That's correct. And there will be no such option in the foreseeable future. ALT is not for tooltips.
#43 Re: Re: Feature List?
by Jugalator
Wednesday June 9th, 2004 8:44 AM
To clarify, use TITLE for tooltips.
ALT is for ALTernative text, not [i]descriptive[/i] text.
I.e. it's for images if you use a text browser like Lynx, or if the server with the images is unavailable.
#32 Re: Feature List?
by jedbro
Monday May 24th, 2004 10:21 AM
Like mentioned below, there is an extension that will enable this, if that is what you want.
http://extensionroom.mozdev.org
#29 Feature List?
by richman555
Monday May 24th, 2004 9:06 AM
Last I tried, Firebird did not display ALT text on an image and I could not find an opotion to turn it on. A Firebird quick start would also be nice. Anyone know where I could find an expected feature list of 1.0 Firebird?
#34 Re: Feature List?
by WillyWonka
Monday May 24th, 2004 12:29 PM
Ugh, You're not supposed to see alt text in a tool tip. That's a feature, not a bug.
#37 Re: Re: Feature List?
by buff
Monday May 24th, 2004 10:34 PM
Double ugh on that last ugh. Funny how people want 'features' in IE that are really bugs. If I remember my HTML correct, the title attribute in a link is used to create a tooltip. Alt, well is for alternate viewing methods such as when you don't want or need images but you just want the description of the image without the download.
I am cruising around on Firefox 0.8+ GTK build on Fedora Core 2 (careful installing FC2 -- it can corrupt your partition table on double boot systems). I love the browser. It literally launches in about a second on my Athlon system running the 2.6 kernel. I stopped using the suite maybe about 3 months ago. The move away from the suite was a good move. On linux you have Evolution for mail and Pan for a newsreader; there really is no need for a bundled browser suite. With separate apps if you really like the Mozilla newsreader or mail a lot you can just add it in as an extension. I was just missing a light weight browser. Firefox filled in the hole nicely, less truly is more. Konqueror is okay but not great for surfing.
#38 Re: Re: Re: Feature List?
by alien2k
Monday May 24th, 2004 11:26 PM
IMHO I think the best way of putting it is:
with alt text assume that the reader can't see the image, either because they actually can't or just choose not to. It's an /alternative/ to the image, therefore showing it in a tooltip, or expecting it to be, isn't really appropriate.
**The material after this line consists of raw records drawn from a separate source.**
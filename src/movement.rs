//! Climbing movement component and the movement-mode hook.
//!
//! [`ClimbingMovement`] owns the climb state, the kinematics integrated while
//! climbing, and the latest surface scan. The mode only changes through
//! [`set_movement_mode`], which applies the entry/exit side effects and then
//! notifies observers.

use bevy::prelude::*;

use crate::backend::ClimbPhysicsBackend;
use crate::collision::CollisionData;
use crate::config::ClimbConfig;
use crate::detection::AggregatedSurface;
use crate::kinematics::{unrotate, yaw_only};
use crate::state::{ClimbState, ClimbStateEntered, ClimbStateExited};

/// Movement state of a climbing-capable character.
///
/// # Example
///
/// ```rust
/// use msg_climbing_controller::prelude::*;
///
/// let movement = ClimbingMovement::default();
/// assert_eq!(movement.state(), ClimbState::Grounded);
/// assert!(movement.orient_rotation_to_movement);
/// ```
#[derive(Component, Reflect, Debug, Clone)]
#[reflect(Component)]
pub struct ClimbingMovement {
    pub(crate) state: ClimbState,

    /// Current velocity (units/second).
    pub velocity: Vec3,

    /// Input acceleration for this tick, written by the intent system.
    pub acceleration: Vec3,

    /// Last non-zero world-space input direction.
    pub last_input_vector: Vec3,

    /// Whether the host controller should turn the character toward its
    /// movement direction. Disabled while climbing.
    pub orient_rotation_to_movement: bool,

    /// Capsule half height currently requested from the backend.
    pub(crate) capsule_half_height: f32,

    /// Hits of the latest climbable-surface sweep.
    #[reflect(ignore)]
    pub(crate) surface_hits: Vec<CollisionData>,

    /// Aggregate of `surface_hits`.
    pub(crate) surface: AggregatedSurface,
}

impl Default for ClimbingMovement {
    fn default() -> Self {
        Self {
            state: ClimbState::Grounded,
            velocity: Vec3::ZERO,
            acceleration: Vec3::ZERO,
            last_input_vector: Vec3::ZERO,
            orient_rotation_to_movement: true,
            capsule_half_height: ClimbConfig::default().standing_capsule_half_height,
            surface_hits: Vec::new(),
            surface: AggregatedSurface::default(),
        }
    }
}

impl ClimbingMovement {
    /// Create a grounded movement component.
    pub fn new() -> Self {
        Self::default()
    }

    /// Create a movement component that starts in `state`.
    ///
    /// No side effects are applied; use this only when spawning.
    pub fn with_state(state: ClimbState) -> Self {
        let climbing = state.is_climbing();
        Self {
            state,
            orient_rotation_to_movement: !climbing,
            capsule_half_height: if climbing {
                ClimbConfig::default().climbing_capsule_half_height
            } else {
                ClimbConfig::default().standing_capsule_half_height
            },
            ..default()
        }
    }

    /// Current movement mode.
    #[inline]
    pub fn state(&self) -> ClimbState {
        self.state
    }

    #[inline]
    pub fn is_climbing(&self) -> bool {
        self.state.is_climbing()
    }

    #[inline]
    pub fn is_falling(&self) -> bool {
        self.state.is_falling()
    }

    /// Capsule half height last requested from the backend.
    #[inline]
    pub fn capsule_half_height(&self) -> f32 {
        self.capsule_half_height
    }

    /// Hits of the latest surface sweep.
    pub fn surface_hits(&self) -> &[CollisionData] {
        &self.surface_hits
    }

    /// Aggregated surface of the latest sweep.
    #[inline]
    pub fn surface(&self) -> AggregatedSurface {
        self.surface
    }

    /// Normal of the tracked climbable surface, zero when none is known.
    #[inline]
    pub fn climbable_surface_normal(&self) -> Vec3 {
        self.surface.normal
    }

    /// Velocity expressed in the character's local frame.
    pub fn unrotated_climb_velocity(&self, rotation: Quat) -> Vec3 {
        unrotate(rotation, self.velocity)
    }

    /// Maximum speed for the current mode.
    pub fn max_speed(&self, config: &ClimbConfig) -> f32 {
        config.max_speed(self.is_climbing())
    }

    /// Maximum acceleration for the current mode.
    pub fn max_acceleration(&self, config: &ClimbConfig) -> f32 {
        config.max_acceleration(self.is_climbing())
    }
}

/// Change the movement mode of `entity`, applying the entry/exit side effects.
///
/// Entering climbing disables auto-orientation and shrinks the capsule.
/// Leaving climbing restores both, strips pitch and roll from the rotation
/// and zeroes velocity. Observers are triggered after the side effects.
/// Setting the current mode again does nothing.
pub fn set_movement_mode<B: ClimbPhysicsBackend>(world: &mut World, entity: Entity, mode: ClimbState) {
    let config = ClimbConfig::of(world, entity);

    let previous = {
        let Some(mut movement) = world.get_mut::<ClimbingMovement>(entity) else {
            return;
        };
        let previous = movement.state;
        if previous == mode {
            return;
        }
        movement.state = mode;

        if mode.is_climbing() {
            movement.orient_rotation_to_movement = false;
            movement.capsule_half_height = config.climbing_capsule_half_height;
        } else if previous.is_climbing() {
            movement.orient_rotation_to_movement = true;
            movement.capsule_half_height = config.standing_capsule_half_height;
            movement.velocity = Vec3::ZERO;
        }
        previous
    };

    debug!("{entity}: movement mode {previous:?} -> {mode:?}");

    if mode.is_climbing() {
        B::set_capsule_half_height(world, entity, config.climbing_capsule_half_height);
        world.trigger_targets(ClimbStateEntered, entity);
    } else if previous.is_climbing() {
        B::set_capsule_half_height(world, entity, config.standing_capsule_half_height);
        let rotation = yaw_only(B::get_rotation(world, entity));
        B::set_rotation(world, entity, rotation);
        world.trigger_targets(ClimbStateExited { next: mode }, entity);
    }
}

/// Zero the velocity and pending input acceleration of `entity`.
pub fn stop_movement_immediately(world: &mut World, entity: Entity) {
    if let Some(mut movement) = world.get_mut::<ClimbingMovement>(entity) {
        movement.velocity = Vec3::ZERO;
        movement.acceleration = Vec3::ZERO;
    }
}
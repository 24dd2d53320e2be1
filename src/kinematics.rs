//! Climb kinematics helpers.
//!
//! Pure velocity and rotation math used by the per-tick climb integration,
//! plus the [`RootMotion`] component through which the animation side
//! drives the character during montages.

use bevy::prelude::*;

/// Root-motion velocity published by the animation side.
///
/// While `animation_velocity` or `override_velocity` is set, the climb
/// integration leaves velocity and rotation to the animation and only
/// moves the character.
#[derive(Component, Reflect, Debug, Clone, Default)]
#[reflect(Component)]
pub struct RootMotion {
    /// Velocity extracted from the playing montage this tick.
    pub animation_velocity: Option<Vec3>,
    /// Velocity forced by a root-motion source (overrides physics).
    pub override_velocity: Option<Vec3>,
    /// Velocity blended on top of the physics velocity.
    pub additive_velocity: Vec3,
    /// Additive contribution applied last tick, removed before re-integrating.
    pub(crate) applied_additive: Option<Vec3>,
}

impl RootMotion {
    /// Whether animation root motion drives this tick.
    #[inline]
    pub fn has_anim_root_motion(&self) -> bool {
        self.animation_velocity.is_some()
    }

    /// Whether a root-motion source overrides velocity this tick.
    #[inline]
    pub fn has_override_velocity(&self) -> bool {
        self.override_velocity.is_some()
    }

    /// Whether either root motion or an override governs this tick.
    #[inline]
    pub fn is_driving(&self) -> bool {
        self.has_anim_root_motion() || self.has_override_velocity()
    }

    /// Remove last tick's additive contribution from `velocity`.
    pub fn restore_pre_additive_velocity(&mut self, velocity: Vec3) -> Vec3 {
        match self.applied_additive.take() {
            Some(additive) => velocity - additive,
            None => velocity,
        }
    }

    /// Blend root motion into `velocity`.
    ///
    /// Animation velocity replaces the physics velocity, then an override
    /// replaces that; otherwise the additive velocity is applied and
    /// remembered so the next tick can undo it.
    pub fn apply_to_velocity(&mut self, velocity: Vec3) -> Vec3 {
        if let Some(animation) = self.animation_velocity {
            return animation;
        }
        if let Some(forced) = self.override_velocity {
            return forced;
        }
        if self.additive_velocity != Vec3::ZERO {
            self.applied_additive = Some(self.additive_velocity);
            return velocity + self.additive_velocity;
        }
        velocity
    }
}

/// Integrate velocity toward the input acceleration without friction.
///
/// With no acceleration the character brakes at `braking_deceleration`
/// until it rests, never reversing direction. With acceleration the
/// velocity gains `acceleration * delta_time` and is clamped to `max_speed`.
pub fn calc_velocity(
    velocity: Vec3,
    acceleration: Vec3,
    delta_time: f32,
    max_speed: f32,
    braking_deceleration: f32,
) -> Vec3 {
    if acceleration.length_squared() <= f32::EPSILON {
        return apply_braking(velocity, delta_time, braking_deceleration);
    }

    (velocity + acceleration * delta_time).clamp_length_max(max_speed)
}

/// Decelerate toward rest without overshooting.
pub fn apply_braking(velocity: Vec3, delta_time: f32, braking_deceleration: f32) -> Vec3 {
    if velocity == Vec3::ZERO || braking_deceleration <= 0.0 {
        return velocity;
    }

    let braked = velocity - velocity.normalize() * braking_deceleration * delta_time;

    // Stop instead of reversing
    if braked.dot(velocity) <= 0.0 {
        Vec3::ZERO
    } else {
        braked
    }
}

/// Exponentially approach `target` from `current` at `speed` per second.
pub fn interp_rotation(current: Quat, target: Quat, delta_time: f32, speed: f32) -> Quat {
    if speed <= 0.0 {
        return target;
    }
    if current.abs_diff_eq(target, 1e-6) {
        return target;
    }

    let alpha = (speed * delta_time).clamp(0.0, 1.0);
    current.slerp(target, alpha).normalize()
}

/// Rotation whose forward axis (`-Z`) points along `direction`, with +Y kept up.
///
/// Returns `None` for a degenerate direction.
pub fn rotation_facing(direction: Vec3) -> Option<Quat> {
    let forward = direction.try_normalize()?;
    let right = forward.cross(Vec3::Y).try_normalize()?;
    let up = right.cross(forward);
    Some(Quat::from_mat3(&Mat3::from_cols(right, up, -forward)))
}

/// Remove pitch and roll, keeping only rotation about world up.
pub fn yaw_only(rotation: Quat) -> Quat {
    let (yaw, _, _) = rotation.to_euler(EulerRot::YXZ);
    Quat::from_rotation_y(yaw)
}

/// Express a world-space vector in the frame of `rotation`.
#[inline]
pub fn unrotate(rotation: Quat, vector: Vec3) -> Vec3 {
    rotation.inverse() * vector
}

/// Limit a root-motion velocity for the current mode.
///
/// While falling with a montage playing (a vault arc, for example) root
/// motion passes through untouched. Otherwise the horizontal part comes
/// from root motion and the vertical part keeps the current velocity.
pub fn constrain_root_motion_velocity(
    root_motion_velocity: Vec3,
    current_velocity: Vec3,
    falling: bool,
    montage_playing: bool,
) -> Vec3 {
    if falling && montage_playing {
        return root_motion_velocity;
    }

    Vec3::new(
        root_motion_velocity.x,
        current_velocity.y,
        root_motion_velocity.z,
    )
}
the title text is just that, a title. assume that the reader can see what you're referring to, but may not neccesarily understand what it is. It's in addition to the image (or some other element), and therefore showing it in a tooltip is appropriate.
Out of interest, is there a way to use CSS or something to get the title attribute rendered differently, i.e. as a caption of some sort?
Sam
#39 Re: Re: Re: Re: Feature List?
by jonasj
Tuesday May 25th, 2004 3:34 AM
> Out of interest, is there a way to use CSS or something to get the title attribute rendered differently, i.e. as a caption of some sort?
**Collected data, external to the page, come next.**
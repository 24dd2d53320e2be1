//! Transition orchestration.
//!
//! Animated transitions (entering a climb, climbing over the top, climbing
//! down a ledge, vaulting, hopping) are requested as montages on the
//! character's [`MontagePlayer`], with anchor points placed in its
//! [`MotionWarping`] targets. The animation side plays the clip and reports
//! back with [`MontageEnded`] / [`MontageBlendingOut`]; only then is the
//! mode change committed.

use bevy::ecs::event::EventCursor;
use bevy::prelude::*;

use crate::backend::ClimbPhysicsBackend;
use crate::config::{ClimbConfig, ClimbMontages};
use crate::controller::start_climbing;
use crate::detection::{line_trace, CharacterFrame};
use crate::movement::{set_movement_mode, stop_movement_immediately, ClimbingMovement};
use crate::state::ClimbState;

/// Warp target for the vault take-off point.
pub const VAULT_START: &str = "VaultStart";
/// Warp target for the vault landing point.
pub const VAULT_END: &str = "VaultEnd";
/// Warp target for a hop up.
pub const HOP_UP: &str = "HopUp";
/// Warp target for a hop down.
pub const HOP_DOWN: &str = "HopDown";

/// Montage slots of [`ClimbMontages`].
#[derive(Reflect, Debug, Clone, Copy, PartialEq, Eq, Hash)]
pub enum ClimbMontage {
    IdleToClimb,
    ClimbToTop,
    ClimbDownLedge,
    Vault,
    HopUp,
    HopDown,
}

impl ClimbMontages {
    /// Clip assigned to `slot`, if any.
    pub fn get(&self, slot: ClimbMontage) -> Option<&Handle<AnimationClip>> {
        match slot {
            ClimbMontage::IdleToClimb => self.idle_to_climb.as_ref(),
            ClimbMontage::ClimbToTop => self.climb_to_top.as_ref(),
            ClimbMontage::ClimbDownLedge => self.climb_down_ledge.as_ref(),
            ClimbMontage::Vault => self.vault.as_ref(),
            ClimbMontage::HopUp => self.hop_up.as_ref(),
            ClimbMontage::HopDown => self.hop_down.as_ref(),
        }
    }

    /// Whether `clip` is the clip assigned to `slot`.
    pub fn is(&self, slot: ClimbMontage, clip: &Handle<AnimationClip>) -> bool {
        self.get(slot).is_some_and(|assigned| assigned == clip)
    }
}

/// Montage playback state shared with the animation side.
///
/// At most one montage plays at a time. The animation side reads
/// [`MontagePlayer::current`] to start playback and reports completion
/// with [`MontageEnded`].
#[derive(Component, Reflect, Debug, Clone, Default)]
#[reflect(Component)]
pub struct MontagePlayer {
    current: Option<Handle<AnimationClip>>,
    plays: u32,
}

impl MontagePlayer {
    /// Whether any montage is playing.
    #[inline]
    pub fn is_any_playing(&self) -> bool {
        self.current.is_some()
    }

    /// Clip currently playing.
    pub fn current(&self) -> Option<&Handle<AnimationClip>> {
        self.current.as_ref()
    }

    /// Number of montages started so far.
    #[inline]
    pub fn play_count(&self) -> u32 {
        self.plays
    }

    /// Start `clip`. Returns false if a montage is already playing.
    pub fn play(&mut self, clip: Handle<AnimationClip>) -> bool {
        if self.is_any_playing() {
            return false;
        }
        self.current = Some(clip);
        self.plays += 1;
        true
    }

    /// Mark `clip` as finished. Returns whether it was the playing clip.
    pub fn finish(&mut self, clip: &Handle<AnimationClip>) -> bool {
        if self.current.as_ref() == Some(clip) {
            self.current = None;
            true
        } else {
            false
        }
    }
}

/// A named anchor point for motion warping.
#[derive(Reflect, Debug, Clone, PartialEq)]
pub struct WarpTarget {
    pub name: String,
    pub location: Vec3,
}

/// Motion warping targets of a character.
///
/// Targets are upserted by name and read by the animation side when a
/// montage plays.
#[derive(Component, Reflect, Debug, Clone, Default)]
#[reflect(Component)]
pub struct MotionWarping {
    targets: Vec<WarpTarget>,
}

impl MotionWarping {
    /// Add a target or move an existing one.
    pub fn add_or_update(&mut self, name: &str, location: Vec3) {
        match self.targets.iter_mut().find(|target| target.name == name) {
            Some(target) => target.location = location,
            None => self.targets.push(WarpTarget {
                name: name.to_owned(),
                location,
            }),
        }
    }

    /// Location of the target called `name`.
    pub fn get(&self, name: &str) -> Option<Vec3> {
        self.targets
            .iter()
            .find(|target| target.name == name)
            .map(|target| target.location)
    }

    /// Remove the target called `name`.
    pub fn remove(&mut self, name: &str) -> Option<Vec3> {
        let index = self.targets.iter().position(|target| target.name == name)?;
        Some(self.targets.remove(index).location)
    }

    pub fn targets(&self) -> &[WarpTarget] {
        &self.targets
    }
}

/// Sent by the animation side when a montage has finished.
#[derive(Event, Debug, Clone, PartialEq)]
pub struct MontageEnded {
    pub entity: Entity,
    pub clip: Handle<AnimationClip>,
    pub interrupted: bool,
}

/// Sent by the animation side when a montage starts blending out.
#[derive(Event, Debug, Clone, PartialEq)]
pub struct MontageBlendingOut {
    pub entity: Entity,
    pub clip: Handle<AnimationClip>,
    pub interrupted: bool,
}

/// Request the montage in `slot`.
///
/// Does nothing if the slot is unset, the character has no player, or a
/// montage is already playing. Returns whether playback was requested.
pub fn play_climb_montage(world: &mut World, entity: Entity, slot: ClimbMontage) -> bool {
    let Some(clip) = world
        .get::<ClimbMontages>(entity)
        .and_then(|montages| montages.get(slot))
        .cloned()
    else {
        return false;
    };
    let Some(mut player) = world.get_mut::<MontagePlayer>(entity) else {
        return false;
    };

    if player.play(clip) {
        debug!("{entity}: playing {slot:?} montage");
        true
    } else {
        trace!("{entity}: {slot:?} montage dropped, another montage is playing");
        false
    }
}

/// Upsert a warp target on the character's [`MotionWarping`].
pub fn set_motion_warp_target(world: &mut World, entity: Entity, name: &str, location: Vec3) {
    if let Some(mut warping) = world.get_mut::<MotionWarping>(entity) {
        warping.add_or_update(name, location);
    }
}

/// Probe for a vault over a low obstacle in front of the character.
///
/// Runs the rung ladder from [`VaultProbeConfig`](crate::config::VaultProbeConfig).
/// The first rung's hit is the take-off point and the last rung's hit the
/// landing point; both must be found.
pub fn can_start_vaulting<B: ClimbPhysicsBackend>(world: &mut World, entity: Entity) -> Option<(Vec3, Vec3)> {
    let falling = world.get::<ClimbingMovement>(entity)?.is_falling();
    if falling {
        return None;
    }

    let config = ClimbConfig::of(world, entity);
    let vault = config.vault;
    if vault.rungs == 0 {
        return None;
    }

    let frame = CharacterFrame::of::<B>(world, entity);
    let last = vault.rungs - 1;
    let mut start_point = Vec3::ZERO;
    let mut land_point = Vec3::ZERO;

    for rung in 0..vault.rungs {
        let start = frame.position
            + frame.up() * vault.up_offset
            + frame.forward() * vault.rung_forward(rung);
        let end = start - frame.up() * vault.rung_down(rung);

        let trace = line_trace::<B>(world, entity, start, end, config.climbable_layers);
        let Some(point) = trace.impact_point() else {
            continue;
        };

        if rung == 0 {
            start_point = point;
        }
        if rung == last {
            land_point = point;
        }
    }

    (start_point != Vec3::ZERO && land_point != Vec3::ZERO).then_some((start_point, land_point))
}

/// Start a vault if the probe finds take-off and landing points.
pub fn try_start_vaulting<B: ClimbPhysicsBackend>(world: &mut World, entity: Entity) -> bool {
    let Some((start, land)) = can_start_vaulting::<B>(world, entity) else {
        return false;
    };

    set_motion_warp_target(world, entity, VAULT_START, start);
    set_motion_warp_target(world, entity, VAULT_END, land);

    start_climbing::<B>(world, entity);
    play_climb_montage(world, entity, ClimbMontage::Vault);
    true
}

/// Commit the mode change that a finished montage was waiting for.
///
/// Entering clips commit climbing and stop residual motion; exit clips
/// return the character to the ground. Other clips are ignored.
pub fn on_climb_montage_ended<B: ClimbPhysicsBackend>(
    world: &mut World,
    entity: Entity,
    clip: &Handle<AnimationClip>,
    interrupted: bool,
) {
    let Some(montages) = world.get::<ClimbMontages>(entity) else {
        return;
    };

    let enters = montages.is(ClimbMontage::IdleToClimb, clip)
        || montages.is(ClimbMontage::ClimbDownLedge, clip);
    let leaves = montages.is(ClimbMontage::ClimbToTop, clip) || montages.is(ClimbMontage::Vault, clip);

    if enters {
        debug!("{entity}: climb entry montage finished (interrupted: {interrupted})");
        start_climbing::<B>(world, entity);
        stop_movement_immediately(world, entity);
    }
    if leaves {
        debug!("{entity}: climb exit montage finished (interrupted: {interrupted})");
        set_movement_mode::<B>(world, entity, ClimbState::Grounded);
    }
}

/// Route montage completion events to [`on_climb_montage_ended`].
///
/// Blending out and ended both commit; only ended frees the player. Events
/// are read through private cursors and left buffered for other readers.
pub fn handle_montage_events<B: ClimbPhysicsBackend>(
    world: &mut World,
    mut blending_out: Local<EventCursor<MontageBlendingOut>>,
    mut ended: Local<EventCursor<MontageEnded>>,
) {
    let mut finished: Vec<(Entity, Handle<AnimationClip>, bool, bool)> = Vec::new();

    if let Some(events) = world.get_resource::<Events<MontageBlendingOut>>() {
        finished.extend(
            blending_out
                .read(events)
                .map(|event| (event.entity, event.clip.clone(), event.interrupted, false)),
        );
    }
    if let Some(events) = world.get_resource::<Events<MontageEnded>>() {
        finished.extend(
            ended
                .read(events)
                .map(|event| (event.entity, event.clip.clone(), event.interrupted, true)),
        );
    }

    for (entity, clip, interrupted, frees_player) in finished {
        if frees_player {
            if let Some(mut player) = world.get_mut::<MontagePlayer>(entity) {
                player.finish(&clip);
            }
        }
        on_climb_montage_ended::<B>(world, entity, &clip, interrupted);
    }
}

#[cfg(test)]
mod tests {
    use super::*;

    fn clip(id: u128) -> Handle<AnimationClip> {
        Handle::weak_from_u128(id)
    }

    #[test]
    fn player_is_exclusive() {
        let mut player = MontagePlayer::default();
        assert!(player.play(clip(1)));
        assert!(!player.play(clip(2)));
        assert_eq!(player.play_count(), 1);
        assert_eq!(player.current(), Some(&clip(1)));
    }

    #[test]
    fn finishing_other_clip_keeps_playing() {
        let mut player = MontagePlayer::default();
        player.play(clip(1));
        assert!(!player.finish(&clip(2)));
        assert!(player.is_any_playing());
        assert!(player.finish(&clip(1)));
        assert!(!player.is_any_playing());
        assert!(player.play(clip(2)));
    }

    #[test]
    fn warp_targets_upsert_by_name() {
        let mut warping = MotionWarping::default();
        warping.add_or_update(HOP_UP, Vec3::ONE);
        warping.add_or_update(HOP_UP, Vec3::Y);
        warping.add_or_update(HOP_DOWN, Vec3::NEG_Y);

        assert_eq!(warping.targets().len(), 2);
        assert_eq!(warping.get(HOP_UP), Some(Vec3::Y));
        assert_eq!(warping.remove(HOP_DOWN), Some(Vec3::NEG_Y));
        assert_eq!(warping.get(HOP_DOWN), None);
    }

    #[test]
    fn montage_slots_resolve() {
        let montages = ClimbMontages {
            vault: Some(clip(7)),
            ..default()
        };
        assert!(montages.is(ClimbMontage::Vault, &clip(7)));
        assert!(!montages.is(ClimbMontage::Vault, &clip(8)));
        assert!(montages.get(ClimbMontage::HopUp).is_none());
    }

    #[test]
    fn unset_slot_plays_nothing() {
        let mut world = World::new();
        let entity = world
            .spawn((ClimbMontages::default(), MontagePlayer::default()))
            .id();

        assert!(!play_climb_montage(&mut world, entity, ClimbMontage::IdleToClimb));
        assert_eq!(world.get::<MontagePlayer>(entity).unwrap().play_count(), 0);
    }

    #[test]
    fn second_request_is_dropped() {
        let mut world = World::new();
        let entity = world
            .spawn((
                ClimbMontages {
                    idle_to_climb: Some(clip(1)),
                    hop_up: Some(clip(2)),
                    ..default()
                },
                MontagePlayer::default(),
            ))
            .id();

        assert!(play_climb_montage(&mut world, entity, ClimbMontage::IdleToClimb));
        assert!(!play_climb_montage(&mut world, entity, ClimbMontage::HopUp));

        let player = world.get::<MontagePlayer>(entity).unwrap();
        assert_eq!(player.play_count(), 1);
        assert_eq!(player.current(), Some(&clip(1)));
    }
}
(after experimenting a bit:)
img:after {
content: attr(title)
}
#40 Re: Re: Re: Re: Re: Feature List?
by bzbarsky
Tuesday May 25th, 2004 11:40 AM
The behavior of that is not completely defined in CSS2.1, and some parts of the spec imply it should not work at all. It does not work in current Mozilla builds (we used to have a hack implementation of it, but it has been removed).
#41 Re: Re: Re: Re: Feature List?
by Jugalator
Tuesday May 25th, 2004 3:18 PM
"therefore showing it in a tooltip, or expecting it to be, isn't really appropriate."
Agreed, an example of proper and intended use of the ALT attribute is to represent web pages in a decent way for non-graphical browsers like Lynx, or browsers where the user have chosen to not (or can't) display images for some reason. ALT texts inserted inside empty image templates for images not found or loaded would be a good use for them I guess.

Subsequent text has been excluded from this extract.